(Records drawn from a dataset)
•••••

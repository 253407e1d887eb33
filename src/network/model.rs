//! Lumped storage-routing model implementing [`Simulator`].
//!
//! Each node is a prismatic reservoir (plan area × depth). Link flows follow
//! the orifice equation on the head difference between their end nodes:
//!
//! * orifice: `Q = Cd · A · s · sqrt(2 g Δh)` with gate setting `s`
//! * conduit: `Q = Cd · A · sqrt(2 g Δh)`, capped at `max_flow`
//!
//! Volumes are integrated with an explicit step of `routing_step_seconds`;
//! outflows are scaled down so no node drains below empty, and any volume
//! above a node's maximum depth is lost as flooding. Outfalls are free
//! boundaries held at zero depth.

use std::collections::{BTreeMap, HashMap};
use std::sync::Arc;

use chrono::{NaiveDateTime, TimeDelta};

use crate::error::{MpcError, Result};
use crate::sim::adapter::{Simulator, check_fraction};
use crate::sim::clock::ControlClock;
use crate::sim::types::SimulationState;

use super::definition::{LinkKind, NetworkDefinition, NodeKind};

const GRAVITY: f64 = 9.81;

/// Immutable network data shared by the live model and every restored copy.
#[derive(Debug)]
struct Topology {
    definition: NetworkDefinition,
    fingerprint: u64,
    link_index: HashMap<String, usize>,
    /// `(from, to)` node indices per link.
    link_ends: Vec<(usize, usize)>,
    /// Inflow hydrographs resolved to node indices.
    inflow_nodes: Vec<usize>,
    routing_step: TimeDelta,
}

/// Native rule resolved to a link index, sorted by time.
#[derive(Debug, Clone, Copy)]
struct ResolvedRule {
    time: NaiveDateTime,
    link: usize,
    setting: f64,
}

#[derive(Debug, Clone, PartialEq)]
struct HydraulicState {
    depths: Vec<f64>,
    flood_volumes: Vec<f64>,
    link_flows: Vec<f64>,
    settings: Vec<f64>,
    /// Index of the next native rule to apply.
    rule_cursor: usize,
}

/// Hotstart handle for [`LumpedNetwork`].
#[derive(Debug, Clone)]
pub struct NetworkSnapshot {
    fingerprint: u64,
    time: NaiveDateTime,
    state: HydraulicState,
    rules: Arc<[ResolvedRule]>,
}

impl NetworkSnapshot {
    /// Simulated instant at which the snapshot was taken.
    pub fn time(&self) -> NaiveDateTime {
        self.time
    }
}

/// Lumped storage-routing network simulator.
#[derive(Debug, Clone)]
pub struct LumpedNetwork {
    topology: Arc<Topology>,
    clock: ControlClock,
    state: HydraulicState,
    rules: Arc<[ResolvedRule]>,
}

impl LumpedNetwork {
    /// Builds a simulator positioned at the network's start time.
    ///
    /// # Arguments
    ///
    /// * `definition` - Validated network definition
    /// * `control_step` - Length of one control interval
    ///
    /// # Errors
    ///
    /// `MpcError::Config` if the definition is invalid, `MpcError::Validation`
    /// if `control_step` is shorter than one millisecond.
    pub fn new(definition: NetworkDefinition, control_step: TimeDelta) -> Result<Self> {
        definition.check()?;
        if control_step < TimeDelta::milliseconds(1) {
            return Err(MpcError::Validation(
                "control step must be at least 1 ms".to_string(),
            ));
        }

        let node_index: HashMap<String, usize> = definition
            .nodes
            .iter()
            .enumerate()
            .map(|(i, n)| (n.id.clone(), i))
            .collect();
        let link_index: HashMap<String, usize> = definition
            .links
            .iter()
            .enumerate()
            .map(|(i, l)| (l.id.clone(), i))
            .collect();
        let link_ends = definition
            .links
            .iter()
            .map(|l| (node_index[&l.from], node_index[&l.to]))
            .collect();
        let inflow_nodes = definition
            .inflows
            .iter()
            .map(|f| node_index[&f.node])
            .collect();

        let mut rules: Vec<ResolvedRule> = definition
            .controls
            .iter()
            .map(|r| ResolvedRule {
                time: r.time,
                link: link_index[&r.link],
                setting: r.setting,
            })
            .collect();
        rules.sort_by_key(|r| r.time);

        let routing_ms = (definition.options.routing_step_seconds * 1000.0).round() as i64;
        let routing_step = TimeDelta::milliseconds(routing_ms.max(1));

        let state = HydraulicState {
            depths: definition
                .nodes
                .iter()
                .map(|n| match n.kind {
                    NodeKind::Outfall => 0.0,
                    _ => n.initial_depth,
                })
                .collect(),
            flood_volumes: vec![0.0; definition.nodes.len()],
            link_flows: vec![0.0; definition.links.len()],
            settings: vec![1.0; definition.links.len()],
            rule_cursor: 0,
        };
        let clock = ControlClock::new(
            definition.options.start,
            definition.options.end,
            control_step,
        );
        let fingerprint = definition.fingerprint();

        Ok(Self {
            topology: Arc::new(Topology {
                definition,
                fingerprint,
                link_index,
                link_ends,
                inflow_nodes,
                routing_step,
            }),
            clock,
            state,
            rules: rules.into(),
        })
    }

    /// The definition this model was built from.
    pub fn definition(&self) -> &NetworkDefinition {
        &self.topology.definition
    }

    /// Current gate setting of `link`, if it exists.
    pub fn setting(&self, link: &str) -> Option<f64> {
        self.topology
            .link_index
            .get(link)
            .map(|&i| self.state.settings[i])
    }

    fn apply_rules(&mut self, time: NaiveDateTime) {
        while let Some(rule) = self.rules.get(self.state.rule_cursor) {
            if rule.time > time {
                break;
            }
            self.state.settings[rule.link] = rule.setting;
            self.state.rule_cursor += 1;
        }
    }

    /// One explicit routing sub-step of `dt` seconds starting at `time`.
    fn route(&mut self, time: NaiveDateTime, dt: f64) -> Result<()> {
        let topo = Arc::clone(&self.topology);
        let nodes = &topo.definition.nodes;
        let links = &topo.definition.links;

        let mut external = vec![0.0; nodes.len()];
        for (inflow, &node) in topo.definition.inflows.iter().zip(&topo.inflow_nodes) {
            external[node] += inflow.flow_at(time);
        }

        // Unconstrained link flows from the current heads.
        let mut flows = vec![0.0; links.len()];
        for (k, link) in links.iter().enumerate() {
            let (from, to) = topo.link_ends[k];
            let depth_from = self.state.depths[from];
            if depth_from <= 0.0 {
                continue;
            }
            let head_from = nodes[from].invert + depth_from;
            let head_to = nodes[to].invert + self.state.depths[to];
            let dh = (head_from - head_to).min(depth_from);
            if dh <= 0.0 {
                continue;
            }
            let q = link.coefficient * link.area * (2.0 * GRAVITY * dh).sqrt();
            flows[k] = match link.kind {
                LinkKind::Orifice => q * self.state.settings[k],
                LinkKind::Conduit => link.max_flow.map_or(q, |cap| q.min(cap)),
            };
        }

        // Scale outflows so that no node releases more than it holds.
        let mut outflow = vec![0.0; nodes.len()];
        for (k, &(from, _)) in topo.link_ends.iter().enumerate() {
            outflow[from] += flows[k];
        }
        let mut scale = vec![1.0; nodes.len()];
        for (i, node) in nodes.iter().enumerate() {
            if node.kind == NodeKind::Outfall || outflow[i] <= 0.0 {
                continue;
            }
            let available = self.state.depths[i] * node.area + external[i] * dt;
            let wanted = outflow[i] * dt;
            if wanted > available {
                scale[i] = (available / wanted).max(0.0);
            }
        }
        for (k, &(from, _)) in topo.link_ends.iter().enumerate() {
            flows[k] *= scale[from];
        }

        let mut net = external;
        for (k, &(from, to)) in topo.link_ends.iter().enumerate() {
            net[from] -= flows[k];
            net[to] += flows[k];
        }

        for (i, node) in nodes.iter().enumerate() {
            if node.kind == NodeKind::Outfall {
                self.state.depths[i] = 0.0;
                continue;
            }
            let volume = (self.state.depths[i] * node.area + net[i] * dt).max(0.0);
            let mut depth = volume / node.area;
            if depth > node.max_depth {
                self.state.flood_volumes[i] += (depth - node.max_depth) * node.area;
                depth = node.max_depth;
            }
            if !depth.is_finite() {
                return Err(MpcError::Simulation(format!(
                    "non-finite depth at node \"{}\" at {time}",
                    node.id
                )));
            }
            self.state.depths[i] = depth;
        }
        self.state.link_flows = flows;
        Ok(())
    }
}

impl Simulator for LumpedNetwork {
    type Snapshot = NetworkSnapshot;

    fn start_time(&self) -> NaiveDateTime {
        self.clock.start()
    }

    fn end_time(&self) -> NaiveDateTime {
        self.clock.end()
    }

    fn current_time(&self) -> NaiveDateTime {
        self.clock.current()
    }

    fn control_step(&self) -> TimeDelta {
        self.clock.step()
    }

    fn steps_remaining(&self) -> usize {
        self.clock.steps_remaining()
    }

    fn advance(&mut self) -> Result<bool> {
        let Some((from, to)) = self.clock.tick() else {
            return Ok(true);
        };
        let routing_step = self.topology.routing_step;
        let mut t = from;
        while t < to {
            let dt = (to - t).min(routing_step);
            self.apply_rules(t);
            self.route(t, dt.num_milliseconds() as f64 / 1000.0)?;
            t += dt;
        }
        Ok(self.clock.is_finished())
    }

    fn current_state(&self) -> SimulationState {
        let def = &self.topology.definition;
        SimulationState {
            time: self.clock.current(),
            node_depths: def
                .nodes
                .iter()
                .zip(&self.state.depths)
                .map(|(n, &d)| (n.id.clone(), d))
                .collect(),
            link_flows: def
                .links
                .iter()
                .zip(&self.state.link_flows)
                .map(|(l, &q)| (l.id.clone(), q))
                .collect(),
            node_flood_volumes: def
                .nodes
                .iter()
                .zip(&self.state.flood_volumes)
                .map(|(n, &v)| (n.id.clone(), v))
                .collect::<BTreeMap<_, _>>(),
        }
    }

    fn snapshot(&self) -> Result<NetworkSnapshot> {
        let s = &self.state;
        let resumable = s
            .depths
            .iter()
            .chain(&s.flood_volumes)
            .chain(&s.link_flows)
            .chain(&s.settings)
            .all(|v| v.is_finite());
        if !resumable {
            return Err(MpcError::Snapshot(format!(
                "state at {} holds non-finite values",
                self.clock.current()
            )));
        }
        Ok(NetworkSnapshot {
            fingerprint: self.topology.fingerprint,
            time: self.clock.current(),
            state: self.state.clone(),
            rules: Arc::clone(&self.rules),
        })
    }

    fn restore_from(&self, handle: &NetworkSnapshot) -> Result<Self> {
        if handle.fingerprint != self.topology.fingerprint {
            return Err(MpcError::Restore(format!(
                "snapshot does not belong to network \"{}\"",
                self.topology.definition.name
            )));
        }
        if handle.time < self.clock.start() || handle.time > self.clock.end() {
            return Err(MpcError::Restore(format!(
                "snapshot time {} is outside the simulation period",
                handle.time
            )));
        }
        Ok(Self {
            topology: Arc::clone(&self.topology),
            clock: ControlClock::resume(
                self.clock.start(),
                self.clock.end(),
                self.clock.step(),
                handle.time,
            ),
            state: handle.state.clone(),
            rules: Arc::clone(&handle.rules),
        })
    }

    fn set_control(&mut self, structure_id: &str, fraction: f64) -> Result<()> {
        check_fraction(structure_id, fraction)?;
        let link = self.resolve_structure(structure_id)?;
        let k = self.topology.link_index[&link];
        self.state.settings[k] = fraction;
        Ok(())
    }

    /// Accepts either the bare link id (`"R1"`) or `"<KIND> <id>"` (`"ORIFICE R1"`).
    fn resolve_structure(&self, structure_id: &str) -> Result<String> {
        let tokens: Vec<&str> = structure_id.split_whitespace().collect();
        let (kind, id) = match tokens.as_slice() {
            [id] => (None, *id),
            [kind, id] => (Some(*kind), *id),
            _ => {
                return Err(MpcError::Validation(format!(
                    "malformed structure id \"{structure_id}\""
                )));
            }
        };
        let link = self
            .topology
            .link_index
            .get(id)
            .map(|&k| &self.topology.definition.links[k])
            .ok_or_else(|| {
                MpcError::Validation(format!("unknown structure \"{structure_id}\""))
            })?;
        if let Some(kind) = kind {
            if !kind.eq_ignore_ascii_case(link.kind.keyword()) {
                return Err(MpcError::Validation(format!(
                    "structure \"{structure_id}\" is a {}, not a {kind}",
                    link.kind.keyword()
                )));
            }
        }
        if link.kind != LinkKind::Orifice {
            return Err(MpcError::Validation(format!(
                "structure \"{structure_id}\" is not controllable"
            )));
        }
        Ok(link.id.clone())
    }

    fn clear_control_rules(&mut self) -> usize {
        let pending = self.rules.len().saturating_sub(self.state.rule_cursor);
        self.rules = Arc::from(Vec::new());
        self.state.rule_cursor = 0;
        pending
    }
}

•••••

**Task prompt:** Go through the records. Copy each line where "HydraulicState" appears.

**Reply:**
struct HydraulicState {
    state: HydraulicState,
    state: HydraulicState,
        let state = HydraulicState {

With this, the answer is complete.